//! Batch jobs that prepare datasets and model artefacts for the on-device
//! cough and fall detectors.

mod cli;
mod jobs;

use std::process::ExitCode;

use clap::Parser;
use tracing_subscriber::{layer::SubscriberExt, util::SubscriberInitExt};

use cli::{Cli, Commands};

fn main() -> ExitCode {
    dotenvy::dotenv().ok();

    tracing_subscriber::registry()
        .with(
            tracing_subscriber::EnvFilter::try_from_default_env()
                .unwrap_or_else(|_| "wayfarer_worker=info,wayfarer_pipeline=info".into()),
        )
        .with(tracing_subscriber::fmt::layer())
        .init();

    let cli = Cli::parse();
    match run(cli.command) {
        Ok(()) => ExitCode::SUCCESS,
        Err(e) => {
            tracing::error!(error = %format!("{e:#}"), "Job failed");
            ExitCode::FAILURE
        }
    }
}

fn run(command: Commands) -> anyhow::Result<()> {
    match command {
        Commands::CoughFeatures(cmd) => jobs::cough_features(&cmd),
        Commands::FallFeatures(cmd) => jobs::fall_features(&cmd),
        Commands::ImuMerge(cmd) => jobs::imu_merge(&cmd),
        Commands::Split(cmd) => jobs::split(&cmd),
        Commands::SortCoughs(cmd) => jobs::sort_cough_clips(&cmd),
        Commands::SortNoise(cmd) => jobs::sort_noise_clips(&cmd),
        Commands::Calibrate(cmd) => jobs::calibrate_features(&cmd).map(|_| ()),
        Commands::ExportHeader(cmd) => jobs::export_header(&cmd),
        Commands::Evaluate(cmd) => jobs::evaluate_scores(&cmd).map(|_| ()),
    }
}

■ Your instructions: In your reply, write out all of the material exactly as it was given.

■ Task response:
//! Batch jobs that prepare datasets and model artefacts for the on-device
//! cough and fall detectors.

mod cli;
mod jobs;

use std::process::ExitCode;

use clap::Parser;
use tracing_subscriber::{layer::SubscriberExt, util::SubscriberInitExt};

use cli::{Cli, Commands};

fn main() -> ExitCode {
    dotenvy::dotenv().ok();

    tracing_subscriber::registry()
        .with(
            tracing_subscriber::EnvFilter::try_from_default_env()
                .unwrap_or_else(|_| "wayfarer_worker=info,wayfarer_pipeline=info".into()),
        )
        .with(tracing_subscriber::fmt::layer())
        .init();

    let cli = Cli::parse();
    match run(cli.command) {
        Ok(()) => ExitCode::SUCCESS,
        Err(e) => {
            tracing::error!(error = %format!("{e:#}"), "Job failed");
            ExitCode::FAILURE
        }
    }
}

fn run(command: Commands) -> anyhow::Result<()> {
    match command {
        Commands::CoughFeatures(cmd) => jobs::cough_features(&cmd),
        Commands::FallFeatures(cmd) => jobs::fall_features(&cmd),
        Commands::ImuMerge(cmd) => jobs::imu_merge(&cmd),
        Commands::Split(cmd) => jobs::split(&cmd),
        Commands::SortCoughs(cmd) => jobs::sort_cough_clips(&cmd),
        Commands::SortNoise(cmd) => jobs::sort_noise_clips(&cmd),
        Commands::Calibrate(cmd) => jobs::calibrate_features(&cmd).map(|_| ()),
        Commands::ExportHeader(cmd) => jobs::export_header(&cmd),
        Commands::Evaluate(cmd) => jobs::evaluate_scores(&cmd).map(|_| ()),
    }
}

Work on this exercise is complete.